A Marriage and a Change of Narrator: This section opens in Rochester's voice and he tells of the beginnings of their marriage and honeymoon (bear in mind however, that at no point during the novel is he named - perhaps Rhys refuses him an identity in the same way he later refuses Antoinette/Bertha). Rather than seeing it with optimism it is viewed as an ending: "So it was all over", "Everything finished" (p.55). He surveys the town and sees in it only sadness and secrecy and confused by the town name 'Massacre' and the people- the sly smiling Amelie, the crying boy, Caro the gaudy old woman, the Young bull and Emile the man who des not know his own name. Later he is bemused and uneasy at the giggling Hilda and his gaze is forced away by Christophine's. But most of all he is confused by his wife and her "Long, sad, dark alien eyes" (p.56). He is a stranger in a foreign land with a stranger for a wife. All his English reservations and assumptions of dominance and control are under threat. He is no longer in control as he warns Antoinette: "You'll get soaked". She takes no notice and runs to see her friend and finds he later must obey her command ("Put your coat on now" (p.59)). He is filled with mistrust and disturbed from his rest by the sound of crowing cocks (p.58) - a symbol or warning of betrayal perhaps after the biblical example. Feelings of security elude him (p.63) and he notices the erosion of imperialist influence and codes of practice with the books that are eaten away (p.63).

Settling In?: He is married to a stranger and behind his weak optimism "It will all look very different in the sun" (p.56) is resentment:

"I was married a month after I arrived in Jamaica and for nearly three weeks of that time I was in bed with a fever" (p.56)

The reader realises he is a sold into this marriage as Antoinette is by her family; we can no longer vilify Rochester as we would expect to and sympathy is extended towards him. The suppressed letter to his father forms the 'correct' explanation for the tragedy of Wide Sargasso Sea:

"Dear Father. The thirty thousand pounds have been paid to me without question or condition. No provision was made for her (that must have been seen to). I have a modest competence now. I will never be a disgrace to you or to my dear brother the son you love. No begging letters, no mean requests ... I have sold my soul or you have sold it... " (p.59)

Instead, he writes a polite and formal letter about the property and its beauty, and a report of some events and impressions which is followed by his assertion that, "There are blanks in my mind that cannot be filled up" (p.64). Perhaps this is done in order to alert the reader to the sublimation and suppression that happens in the mind as well as in the letter.

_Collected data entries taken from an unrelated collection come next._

// Copyright (c) 2024-2025 DeepGraph Inc.
// SPDX-License-Identifier: Apache-2.0
//
//! Consistency validator
//!
//! Structural checks over the whole catalog: every reference resolves and
//! every parent/child index agrees with the entities it indexes. Violations
//! are reported, never repaired.

use super::error::{CatalogError, CatalogResult};
use super::manager::Catalog;
use log::{error, info};
use std::collections::HashSet;

impl Catalog {
    /// Run every check and fail with an integrity error listing all violations
    pub fn validate(&self) -> CatalogResult<()> {
        let violations = self.consistency_violations()?;
        if violations.is_empty() {
            info!("Catalog consistency check passed");
            return Ok(());
        }
        for violation in &violations {
            error!("Catalog inconsistency: {}", violation);
        }
        Err(CatalogError::Integrity(format!(
            "{} inconsistencies, first: {}",
            violations.len(),
            violations[0]
        )))
    }

    /// Every violation found, as human-readable lines
    pub fn consistency_violations(&self) -> CatalogResult<Vec<String>> {
        let s = &self.store;
        let mut v = Vec::new();

        let namespace_ids: HashSet<u64> = s.namespaces.keys()?.into_iter().collect();
        let table_ids: HashSet<u64> = s.tables.keys()?.into_iter().collect();
        let column_ids: HashSet<u64> = s.columns.keys()?.into_iter().collect();
        let adapter_ids: HashSet<u64> = s.adapters.keys()?.into_iter().collect();
        let key_ids: HashSet<u64> = s.keys.keys()?.into_iter().collect();
        let partition_ids: HashSet<u64> = s.partitions.keys()?.into_iter().collect();

        for namespace in s.namespaces.values()? {
            if s.namespace_names.get(&namespace.name)? != Some(namespace.id) {
                v.push(format!("namespace '{}' is missing from the name index", namespace.name));
            }
            match s.namespace_children.get(&namespace.id)? {
                None => v.push(format!("namespace '{}' has no child list", namespace.name)),
                Some(children) => {
                    for child in children {
                        match s.tables.get(&child)? {
                            Some(t) if t.namespace_id == namespace.id => {}
                            Some(_) => v.push(format!(
                                "table {} is listed under namespace {} but belongs elsewhere",
                                child, namespace.id
                            )),
                            None => v.push(format!(
                                "namespace {} lists missing table {}",
                                namespace.id, child
                            )),
                        }
                    }
                }
            }
        }
        for (name, id) in s.namespace_names.entries()? {
            if !namespace_ids.contains(&id) {
                v.push(format!("namespace name '{}' points to missing namespace {}", name, id));
            }
        }

        for table in s.tables.values()? {
            let t = format!("table '{}' ({})", table.name, table.id);
            if !namespace_ids.contains(&table.namespace_id) {
                v.push(format!("{} references missing namespace {}", t, table.namespace_id));
            } else if !s
                .namespace_children
                .get(&table.namespace_id)?
                .unwrap_or_default()
                .contains(&table.id)
            {
                v.push(format!("{} is not listed under its namespace", t));
            }
            if s.table_names.get(&(table.namespace_id, table.name.clone()))? != Some(table.id) {
                v.push(format!("{} is missing from the name index", t));
            }
            let children = s.table_children.get(&table.id)?;
            for column_id in &table.column_ids {
                match s.columns.get(column_id)? {
                    Some(c) if c.table_id == table.id => {}
                    Some(_) => v.push(format!("{} lists column {} of another table", t, column_id)),
                    None => v.push(format!("{} lists missing column {}", t, column_id)),
                }
                if !children.as_ref().map_or(false, |c| c.contains(column_id)) {
                    v.push(format!("{} column {} is missing from the child list", t, column_id));
                }
            }
            if let Some(pk) = table.primary_key {
                if !key_ids.contains(&pk) {
                    v.push(format!("{} has missing primary key {}", t, pk));
                } else if s.primary_keys.get(&pk)? != Some(table.id) {
                    v.push(format!("{} primary key {} is not indexed", t, pk));
                }
            }
            for adapter_id in &table.adapter_ids {
                if !adapter_ids.contains(adapter_id) {
                    v.push(format!("{} is placed on missing adapter {}", t, adapter_id));
                } else if !s.data_placements.contains(&(*adapter_id, table.id))? {
                    v.push(format!("{} has no data placement on adapter {}", t, adapter_id));
                }
            }
            for group_id in &table.partition_property.partition_group_ids {
                if !s.partition_groups.contains(group_id)? {
                    v.push(format!("{} references missing partition group {}", t, group_id));
                }
            }
            for partition_id in &table.partition_property.partition_ids {
                if !partition_ids.contains(partition_id) {
                    v.push(format!("{} references missing partition {}", t, partition_id));
                }
            }
            for view_id in &table.connected_views {
                if !table_ids.contains(view_id) {
                    v.push(format!("{} is used by missing view {}", t, view_id));
                }
            }
        }

        for column in s.columns.values()? {
            if !table_ids.contains(&column.table_id) {
                v.push(format!("column {} references missing table {}", column.id, column.table_id));
            }
            if s.column_names.get(&(column.table_id, column.name.clone()))? != Some(column.id) {
                v.push(format!("column '{}' ({}) is missing from the name index", column.name, column.id));
            }
            if column.column_type.base.is_character() && column.collation.is_none() {
                v.push(format!("character column {} has no collation", column.id));
            }
        }

        for key in s.keys.values()? {
            if !table_ids.contains(&key.table_id) {
                v.push(format!("key {} references missing table {}", key.id, key.table_id));
            }
            for column_id in &key.column_ids {
                if !column_ids.contains(column_id) {
                    v.push(format!("key {} references missing column {}", key.id, column_id));
                }
            }
            if s.key_columns.get(&key.column_ids)? != Some(key.id) {
                v.push(format!("key {} is missing from the column index", key.id));
            }
        }
        for constraint in s.constraints.values()? {
            if !key_ids.contains(&constraint.key_id) {
                v.push(format!("constraint {} references missing key {}", constraint.id, constraint.key_id));
            }
        }
        for index in s.indexes.values()? {
            if !key_ids.contains(&index.key_id) {
                v.push(format!("index {} references missing key {}", index.id, index.key_id));
            }
            if !adapter_ids.contains(&index.location) {
                v.push(format!("index {} lives on missing adapter {}", index.id, index.location));
            }
        }
        for fk in s.foreign_keys.values()? {
            for key_id in [fk.key_id, fk.referenced_key_id] {
                if !key_ids.contains(&key_id) {
                    v.push(format!("foreign key {} references missing key {}", fk.id, key_id));
                }
            }
        }

        for group in s.partition_groups.values()? {
            if !table_ids.contains(&group.table_id) {
                v.push(format!("partition group {} references missing table {}", group.id, group.table_id));
            }
            for partition_id in &group.partition_ids {
                if !partition_ids.contains(partition_id) {
                    v.push(format!("partition group {} lists missing partition {}", group.id, partition_id));
                }
            }
        }
        for partition in s.partitions.values()? {
            match s.partition_groups.get(&partition.group_id)? {
                Some(g) if g.partition_ids.contains(&partition.id) => {}
                Some(_) => v.push(format!("partition {} is not listed by its group", partition.id)),
                None => v.push(format!("partition {} references missing group {}", partition.id, partition.group_id)),
            }
        }

        for ((adapter_id, table_id), placement) in s.data_placements.entries()? {
            if !adapter_ids.contains(&adapter_id) {
                v.push(format!("data placement on missing adapter {}", adapter_id));
            }
            match s.tables.get(&table_id)? {
                Some(t) if t.adapter_ids.contains(&adapter_id) => {}
                Some(t) => v.push(format!("table '{}' does not list adapter {}", t.name, adapter_id)),
                None => v.push(format!("data placement of missing table {}", table_id)),
            }
            for column_id in &placement.column_ids {
                if !s.column_placements.contains(&(adapter_id, *column_id))? {
                    v.push(format!("data placement lists column {} without column placement on adapter {}", column_id, adapter_id));
                }
            }
        }
        for ((adapter_id, column_id), placement) in s.column_placements.entries()? {
            if !adapter_ids.contains(&adapter_id) {
                v.push(format!("column placement on missing adapter {}", adapter_id));
            }
            if !column_ids.contains(&column_id) {
                v.push(format!("placement of missing column {}", column_id));
            }
            if !table_ids.contains(&placement.table_id) {
                v.push(format!("column placement of missing table {}", placement.table_id));
            }
            match s.data_placements.get(&(adapter_id, placement.table_id))? {
                Some(dp) if dp.column_ids.contains(&column_id) => {}
                _ => v.push(format!(
                    "column {} on adapter {} is missing from its data placement",
                    column_id, adapter_id
                )),
            }
        }
        for ((adapter_id, partition_id), placement) in s.partition_placements.entries()? {
            if !adapter_ids.contains(&adapter_id) {
                v.push(format!("partition placement on missing adapter {}", adapter_id));
            }
            if !partition_ids.contains(&partition_id) {
                v.push(format!("placement of missing partition {}", partition_id));
            }
            match s.data_placements.get(&(adapter_id, placement.table_id))? {
                Some(dp) if dp.all_partition_ids().contains(&partition_id) => {}
                _ => v.push(format!(
                    "partition {} on adapter {} is missing from its data placement",
                    partition_id, adapter_id
                )),
            }
        }

        for graph in s.graphs.values()? {
            if !namespace_ids.contains(&graph.id) {
                v.push(format!("graph '{}' has no namespace", graph.name));
            }
            for adapter_id in &graph.placements {
                if !s.graph_placements.contains(&(graph.id, *adapter_id))? {
                    v.push(format!("graph '{}' lists adapter {} without placement", graph.name, adapter_id));
                }
            }
        }
        for mapping in s.graph_mappings.values()? {
            for table_id in mapping.table_ids() {
                if !table_ids.contains(&table_id) {
                    v.push(format!("graph {} maps to missing table {}", mapping.graph_id, table_id));
                }
            }
        }
        for mapping in s.collection_mappings.values()? {
            if !table_ids.contains(&mapping.collection_id) {
                v.push(format!("collection mapping of missing table {}", mapping.collection_id));
            }
        }

        Ok(v)
    }
}

#[cfg(test)]
mod tests {
    use super::*;
    use crate::catalog::entities::*;
    use crate::catalog::manager::DEFAULT_NAMESPACE;

    #[test]
    fn test_fresh_catalog_is_consistent() {
        let catalog = Catalog::in_memory().unwrap();
        assert!(catalog.consistency_violations().unwrap().is_empty());
    }

    #[test]
    fn test_dangling_column_is_reported() {
        let catalog = Catalog::in_memory().unwrap();
        let ns = catalog.get_namespace_by_name(DEFAULT_NAMESPACE).unwrap().id;
        let table = catalog
            .add_table("emps", ns, "system", EntityType::Entity, true)
            .unwrap();
        let column = catalog
            .add_column("id", table, 0, ColumnType::new(PolyType::Integer), false, None)
            .unwrap();
        catalog.store.columns.remove(&column);

        let violations = catalog.consistency_violations().unwrap();
        assert!(violations.iter().any(|v| v.contains("missing column")));
        assert!(catalog.validate().unwrap_err().is_integrity());
    }
}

The next section is his memories of the wedding and the time around it "very strange, but it meant nothing to me" (p.64). He doesn't understand the wedding guests looks or why Antoinette initially refuses to marry him. It is a short flashback which is then consumed by the continuing tale of their marriage and his impressions of Jamaica: the food is "too highly seasoned" and the flowers are "overpoweringly strong" (p.69). They talk of each of their homes seeming dream-like to the other and tensions begin to surface, ignoring them and concentrating on her beauty he toasts to their happiness, but this is undercut by the short but poignant sentence "A short youth mine was" (p.70).

Rochester's voice is intermingled with black voices and seems quite incongruous and prim in comparison to Antoinette's easy manners and bantering in patois ("horse piss like the English madams drink" says Christophine). Rochester returns thus: "her coffee is delicious but her language is horrible" (p.71). Antoinette's boyish agility and stone throwing equally baffles him and the reference to her teacher Sandi, is left in mid air, without explanation and resounds with what is left unsaid (p.74)

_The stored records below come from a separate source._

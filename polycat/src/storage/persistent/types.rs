// Copyright (c) 2024-2025 DeepGraph Inc.
// SPDX-License-Identifier: Apache-2.0
//
//! Storage driver types and error handling
//!
//! This module defines the types, enums, and error handling used throughout
//! the storage driver system.

use serde::{Deserialize, Serialize};
use std::fmt::Debug;

/// Storage driver type configuration
///
/// Specifies which underlying storage technology backs the catalog file.
#[derive(Debug, Clone, Copy, Serialize, Deserialize, PartialEq, Eq)]
pub enum StorageType {
    /// Sled - Pure Rust embedded database, file backed and durable
    Sled,

    /// Memory - ordered in-memory trees, lost on close
    Memory,
}

impl Default for StorageType {
    fn default() -> Self {
        StorageType::Sled
    }
}

impl std::str::FromStr for StorageType {
    type Err = String;

    fn from_str(s: &str) -> Result<Self, Self::Err> {
        match s.to_lowercase().as_str() {
            "sled" => Ok(StorageType::Sled),
            "memory" => Ok(StorageType::Memory),
            _ => Err(format!(
                "Unknown storage type: {}. Valid options: sled, memory",
                s
            )),
        }
    }
}

impl std::fmt::Display for StorageType {
    fn fmt(&self, f: &mut std::fmt::Formatter<'_>) -> std::fmt::Result {
        let name = match self {
            StorageType::Sled => "sled",
            StorageType::Memory => "memory",
        };
        write!(f, "{}", name)
    }
}

/// Error type for storage driver operations
#[derive(Debug)]
pub enum StorageDriverError {
    /// I/O related errors (file system probing, reset, etc.)
    IoError(std::io::Error),

    /// Driver-specific error (Sled, etc.)
    BackendSpecific(String),

    /// The requested backend was compiled out
    Unavailable(StorageType),
}

impl std::fmt::Display for StorageDriverError {
    fn fmt(&self, f: &mut std::fmt::Formatter<'_>) -> std::fmt::Result {
        match self {
            StorageDriverError::IoError(e) => write!(f, "I/O error: {}", e),
            StorageDriverError::BackendSpecific(e) => write!(f, "Storage driver error: {}", e),
            StorageDriverError::Unavailable(t) => {
                write!(f, "Storage backend '{}' is not compiled in", t)
            }
        }
    }
}

impl std::error::Error for StorageDriverError {
    fn source(&self) -> Option<&(dyn std::error::Error + 'static)> {
        match self {
            StorageDriverError::IoError(e) => Some(e),
            _ => None,
        }
    }
}

impl From<std::io::Error> for StorageDriverError {
    fn from(e: std::io::Error) -> Self {
        StorageDriverError::IoError(e)
    }
}

/// Result type for storage driver operations
pub type StorageResult<T> = Result<T, StorageDriverError>;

As readers we are similarly alert to the divergence between what is said by Rochester and what he feels, he gives her empty promises and reassurances for her safety. Her fears that he will take away her happiness meet not with a firm loving answer but a weak reasoning question: "And lose my own? Who'd be so foolish?" (p.77). He then commands her to "Die then! Die!" and debases their relationship to a purely sexual level (to die being a metaphor for orgasm) but also admits how close she has come


  By PanEris using Melati.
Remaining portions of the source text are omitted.